Note that, by default, the function prop.test() uses the Yates continuity correction. To not use this correction we can set the argument correct = FALSE:

prop.test(x = sum(x), n = length(x), p = 0.4, correct = FALSE)
## 
##  1-sample proportions test without continuity correction
## 
## data:  sum(x) out of length(x), null probability 0.4
## X-squared = 2.5, df = 1, p-value = 0.1138
## alternative hypothesis: true p is not equal to 0.4
## 95 percent confidence interval:
##  0.1989817 0.4250871
## sample estimates:
##   p 
## 0.3

If we want to test whether the proportion is less than 0.4 (one-tailed test), we can change the argument alternative:

prop.test(sum(x), n = length(x), p = 0.4, correct = FALSE,
          alternative = "less")
## 
##  1-sample proportions test without continuity correction
## 
## data:  sum(x) out of length(x), null probability 0.4
## X-squared = 2.5, df = 1, p-value = 0.05692
## alternative hypothesis: true p is less than 0.4
## 95 percent confidence interval:
##  0.0000000 0.4042081
## sample estimates:
##   p 
## 0.3

Or, if we want to test whether the proportion is greater than 0.4 (one-tailed test), use this:

prop.test(sum(x), n = length(x), p = 0.4, correct = FALSE,
          alternative = "greater")
## 
##  1-sample proportions test without continuity correction
## 
## data:  sum(x) out of length(x), null probability 0.4
## X-squared = 2.5, df = 1, p-value = 0.9431
## alternative hypothesis: true p is greater than 0.4
## 95 percent confidence interval:
##  0.2130506 1.0000000
## sample estimates:
##   p 
## 0.3

Using the formula \(z = \frac{p-\pi_0}{\sqrt{\frac{\pi_0(1-\pi_0)}{n}}}\) we can calculate the test statistic:

test_res <- (sum(x)/length(x) - 0.4) / (sqrt((0.4*0.6)/(length(x))))

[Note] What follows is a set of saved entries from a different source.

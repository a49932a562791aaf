//! # funnel-sync
//!
//! Recruiting funnel math and monthly pipeline reconciliation.
//!
//! - [`funnel`]: pure inverse-funnel calculator (outreach needed per hire
//!   target, weekly and daily pacing, per-role focus distribution).
//! - [`http`]: rate-limited, retrying, paginating provider client.
//! - [`providers`]: CRM and ATS APIs plus the adapters that turn their data
//!   into per-role counts.
//! - [`merge`]: the source-precedence policy that produces one record per month.
//! - [`sync`]: the orchestrator tying credentials, cache, providers and
//!   persistence together.
//!
//! ```no_run
//! use std::sync::Arc;
//! use funnel_sync::{Config, MemoryStore, RoleCounts, SyncOrchestrator};
//!
//! # async fn run() -> funnel_sync::Result<()> {
//! let config = Config::default();
//! let mut orchestrator = SyncOrchestrator::new(Arc::new(MemoryStore::new()), Box::new(config.api_factory()));
//! orchestrator.initialize().await?;
//! let record = orchestrator.sync_all(&RoleCounts::new()).await?;
//! println!("{}", serde_json::to_string_pretty(&record)?);
//! # Ok(())
//! # }
//! ```

pub mod calendar;
pub mod classify;
pub mod cli;
pub mod clock;
pub mod config;
pub mod error;
pub mod funnel;
pub mod http;
pub mod merge;
pub mod providers;
pub mod record;
pub mod store;
pub mod sync;

pub use classify::{ActivityKind, RuleTable, StageClass};
pub use clock::{Clock, FixedClock, SystemClock};
pub use config::Config;
pub use error::{FunnelError, Result};
pub use funnel::{
    learn_rates, month_pace, outreach_distribution, required_outreach, weekly_breakdown, ConversionRates,
    FunnelRequirement, Role, RoleDistribution, WeeklyBreakdown,
};
pub use merge::merge;
pub use providers::{ApiFactory, HttpApiFactory, OutreachCounts, PipelineCounts};
pub use record::{Metric, MonthlyFunnelRecord, ProviderId, RoleCounts, SyncStatus};
pub use store::{KvStore, MemoryStore, SqliteStore};
pub use sync::{SyncOrchestrator, SyncState};
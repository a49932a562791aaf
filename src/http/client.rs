//! Authenticated, spaced, retrying JSON client for one provider.

use std::time::Duration;

use reqwest::Method;
use serde_json::{Map, Value};
use tracing::{debug, error, warn};

use super::paginate::{page_items, CursorPage, PageMeta};
use super::rate_limit::IntervalGuard;
use crate::error::{FunnelError, Result};

/// How requests authenticate.
#[derive(Clone)]
pub enum Auth {
    /// Static key in a named header, e.g. `X-API-Key`.
    ApiKeyHeader { header: String, key: String },
    /// HTTP basic auth with the key as user name and an empty password.
    Basic { user: String },
    Bearer(String),
}

impl std::fmt::Debug for Auth {
    fn fmt(&self, f: &mut std::fmt::Formatter<'_>) -> std::fmt::Result {
        // Never print secrets.
        match self {
            Auth::ApiKeyHeader { header, .. } => write!(f, "ApiKeyHeader({header})"),
            Auth::Basic { .. } => write!(f, "Basic"),
            Auth::Bearer(_) => write!(f, "Bearer"),
        }
    }
}

/// Per-provider client settings.
#[derive(Debug, Clone)]
pub struct ClientConfig {
    /// Provider label used in errors and logs.
    pub provider: String,
    pub base_url: String,
    pub min_interval: Duration,
    /// Wall-clock bound for one attempt (send + body).
    pub request_timeout: Duration,
    /// Total attempts per call, first try included.
    pub max_attempts: u32,
    /// Delay after a 429 without a usable `Retry-After`.
    pub retry_after_fallback: Duration,
    /// Delay after a timeout or transport error.
    pub backoff: Duration,
    /// Upper bound on any retry delay, including provider `Retry-After` hints.
    pub max_retry_delay: Duration,
    pub page_size: u32,
}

The p-value for a two-tailed test will then be:

pVal <- 2 * pnorm(test_res, lower.tail = TRUE)
pVal
## [1] 0.1138463

Important note: The prop.test() function does not do a \(z\)-test. It does a Chi-square test, using one categorical variable with two states (success and failure).
Connection between \(\chi^2\) and \(z\) distribution
If \(X\) is an independent random variable from the standard \(z\) distribution, then the random variable \(X^2\) follows the \(\chi^2\) distribution:

test_res^2 
## [1] 2.5
prop.test(x = sum(x), n = length(x), p = 0.4, correct = FALSE)$statistic
## X-squared 
##       2.5

Let’s now assume that we only have 20 subjects (small sample size). We first create the data:

set.seed(123)
x <- rbinom(n = 20, size = 1, prob = 0.3)

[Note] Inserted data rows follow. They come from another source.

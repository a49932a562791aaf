//! Calendar arithmetic anchored to Monday-start weeks.
//!
//! Sunday is day 7 of the week that started the previous Monday. All helpers
//! are pure and take the reference date explicitly; nothing here reads the
//! wall clock.

use chrono::{DateTime, Datelike, Duration, NaiveDate, NaiveTime, Utc};
use serde::{Deserialize, Serialize};

/// An inclusive instant range: `start <= t <= end`.
#[derive(Debug, Clone, Copy, PartialEq, Eq, Serialize, Deserialize)]
pub struct DateRange {
    pub start: DateTime<Utc>,
    pub end: DateTime<Utc>,
}

impl DateRange {
    pub fn new(start: DateTime<Utc>, end: DateTime<Utc>) -> Self {
        Self { start, end }
    }

    pub fn contains(&self, t: DateTime<Utc>) -> bool {
        t >= self.start && t <= self.end
    }
}

pub fn is_leap_year(year: i32) -> bool {
    (year % 4 == 0 && year % 100 != 0) || year % 400 == 0
}

pub fn days_in_month(year: i32, month: u32) -> u32 {
    match month {
        1 | 3 | 5 | 7 | 8 | 10 | 12 => 31,
        4 | 6 | 9 | 11 => 30,
        _ if is_leap_year(year) => 29,
        _ => 28,
    }
}

fn first_of_month(date: NaiveDate) -> NaiveDate {
    date - Duration::days(i64::from(date.day0()))
}

/// First instant of the month containing `now` through its last millisecond.
pub fn month_range(now: DateTime<Utc>) -> DateRange {
    let date = now.date_naive();
    let first = first_of_month(date);
    let start = first.and_time(NaiveTime::MIN).and_utc();
    let len = i64::from(days_in_month(date.year(), date.month()));
    let end = start + Duration::days(len) - Duration::milliseconds(1);
    DateRange { start, end }
}

/// Storage suffix for a month, e.g. `2026-10`.
pub fn month_key(date: NaiveDate) -> String {
    format!("{:04}-{:02}", date.year(), date.month())
}

/// Monday and Sunday of the week containing `date`.
pub fn week_bounds(date: NaiveDate) -> (NaiveDate, NaiveDate) {
    let monday = date - Duration::days(i64::from(date.weekday().num_days_from_monday()));
    (monday, monday + Duration::days(6))
}

/// Days left in the week including `date`: Monday → 7, Sunday → 1.
pub fn days_remaining_in_week(date: NaiveDate) -> u32 {
    7 - date.weekday().num_days_from_monday()
}

/// Monday–Friday days left in the week including `date`; 0 on weekends.
pub fn work_days_remaining_in_week(date: NaiveDate) -> u32 {
    let n = date.weekday().number_from_monday();
    if n <= 5 {
        6 - n
    } else {
        0
    }
}

/// Days left in the month including `date`.
pub fn days_remaining_in_month(date: NaiveDate) -> u32 {
    days_in_month(date.year(), date.month()) - date.day0()
}

/// Monday–Friday days left in the month including `date`.
pub fn work_days_remaining_in_month(date: NaiveDate) -> u32 {
    let remaining = days_remaining_in_month(date);
    (0..remaining)
        .map(|offset| date + Duration::days(i64::from(offset)))
        .filter(|d| d.weekday().number_from_monday() <= 5)
        .count() as u32
}

/// 1-based index of the Monday-start week of the month that holds `date`.
/// A month starting on a Sunday has a one-day week 1.
pub fn week_of_month(date: NaiveDate) -> u32 {
    let lead = first_of_month(date).weekday().num_days_from_monday();
    (date.day0() + lead) / 7 + 1
}

/// Number of Monday-start weeks the month containing `date` touches.
pub fn weeks_in_month(date: NaiveDate) -> u32 {
    let last = first_of_month(date) + Duration::days(i64::from(days_in_month(date.year(), date.month())) - 1);
    week_of_month(last)
}

#[cfg(test)]
mod tests {
    use super::*;
    use chrono::TimeZone;

    fn d(y: i32, m: u32, day: u32) -> NaiveDate {
        NaiveDate::from_ymd_opt(y, m, day).unwrap()
    }

    #[test]
    fn test_month_range_bounds() {
        let now = Utc.with_ymd_and_hms(2026, 2, 14, 9, 30, 0).unwrap();
        let r = month_range(now);
        assert_eq!(r.start, Utc.with_ymd_and_hms(2026, 2, 1, 0, 0, 0).unwrap());
        assert_eq!(
            r.end,
            Utc.with_ymd_and_hms(2026, 2, 28, 23, 59, 59).unwrap() + Duration::milliseconds(999)
        );
        assert!(r.contains(r.start));
        assert!(r.contains(r.end));
        assert!(!r.contains(r.end + Duration::milliseconds(1)));
    }

    #[test]
    fn test_month_range_leap_february() {
        let now = Utc.with_ymd_and_hms(2028, 2, 29, 12, 0, 0).unwrap();
        let r = month_range(now);
        assert_eq!(r.end.date_naive(), d(2028, 2, 29));
    }

    #[test]
    fn test_month_key_zero_pads() {
        assert_eq!(month_key(d(2026, 3, 9)), "2026-03");
        assert_eq!(month_key(d(2026, 12, 31)), "2026-12");
    }

    #[test]
    fn test_week_bounds_sunday_belongs_to_prior_week() {
        // 2026-10-18 is a Sunday.
        let (mon, sun) = week_bounds(d(2026, 10, 18));
        assert_eq!(mon, d(2026, 10, 12));
        assert_eq!(sun, d(2026, 10, 18));
    }

    #[test]
    fn test_days_remaining_in_week() {
        assert_eq!(days_remaining_in_week(d(2026, 10, 12)), 7); // Monday
        assert_eq!(days_remaining_in_week(d(2026, 10, 16)), 3); // Friday
        assert_eq!(days_remaining_in_week(d(2026, 10, 18)), 1); // Sunday
    }

    #[test]
    fn test_work_days_remaining_in_week() {
        assert_eq!(work_days_remaining_in_week(d(2026, 10, 12)), 5);
        assert_eq!(work_days_remaining_in_week(d(2026, 10, 16)), 1);
        assert_eq!(work_days_remaining_in_week(d(2026, 10, 17)), 0);
        assert_eq!(work_days_remaining_in_week(d(2026, 10, 18)), 0);
    }

    #[test]
    fn test_work_days_remaining_in_month() {
        // October 2026: the 26th is a Monday, five weekdays through the 30th, 31st is a Saturday.
        assert_eq!(work_days_remaining_in_month(d(2026, 10, 26)), 5);
        assert_eq!(work_days_remaining_in_month(d(2026, 10, 31)), 0);
        assert_eq!(work_days_remaining_in_month(d(2026, 10, 1)), 22);
    }

    #[test]
    fn test_week_of_month() {
        // March 2026 starts on a Sunday.
        assert_eq!(week_of_month(d(2026, 3, 1)), 1);
        assert_eq!(week_of_month(d(2026, 3, 2)), 2);
        assert_eq!(week_of_month(d(2026, 3, 31)), 6);
        assert_eq!(weeks_in_month(d(2026, 3, 15)), 6);
        // February 2027 starts on a Monday and has exactly four weeks.
        assert_eq!(weeks_in_month(d(2027, 2, 1)), 4);
    }

    #[test]
    fn test_days_in_month_century_rule() {
        assert_eq!(days_in_month(1900, 2), 28);
        assert_eq!(days_in_month(2000, 2), 29);
        assert_eq!(days_in_month(2026, 4), 30);
    }
}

Null hypothesis: the probability of x being yes is equal to 0.4. We have a small sample size so we can use the exact binomial test:

binom.test(x = sum(x), n = length(x), p = 0.4)
## 
##  Exact binomial test
## 
## data:  sum(x) and length(x)
## number of successes = 7, number of trials = 20, p-value = 0.8203
## alternative hypothesis: true probability of success is not equal to 0.4
## 95 percent confidence interval:
##  0.1539092 0.5921885
## sample estimates:
## probability of success 
##                   0.35

The \(\chi^2\) goodness-of-fit test

We first create data. In particular we create a categorical vector with two categories:

set.seed(123)
x <- rbinom(n = 60, size = 1, prob = 0.3)

Null hypothesis: the two categories are chosen with equal probability

chisq.test(x = c(sum(x), sum(1-x)))
## 
##  Chi-squared test for given probabilities
## 
## data:  c(sum(x), sum(1 - x))
## X-squared = 9.6, df = 1, p-value = 0.001946
chisq.test(x = as.table(c(sum(x), sum(1-x)))) 
## 
##  Chi-squared test for given probabilities
## 
## data:  as.table(c(sum(x), sum(1 - x)))
## X-squared = 9.6, df = 1, p-value = 0.001946

Null hypothesis: the two categories have probabilities equal to 0.4 and 0.6 respectively:

chisq.test(x = c(sum(x), sum(1-x)), p = c(0.4, 0.6))
## 
##  Chi-squared test for given probabilities
## 
## data:  c(sum(x), sum(1 - x))
## X-squared = 2.5, df = 1, p-value = 0.1138

Two sample test

We first create the data:

set.seed(123)
x <- rbinom(n = 60, size = 1, prob = 0.3)
y <- rbinom(n = 60, size = 1, prob = 0.6)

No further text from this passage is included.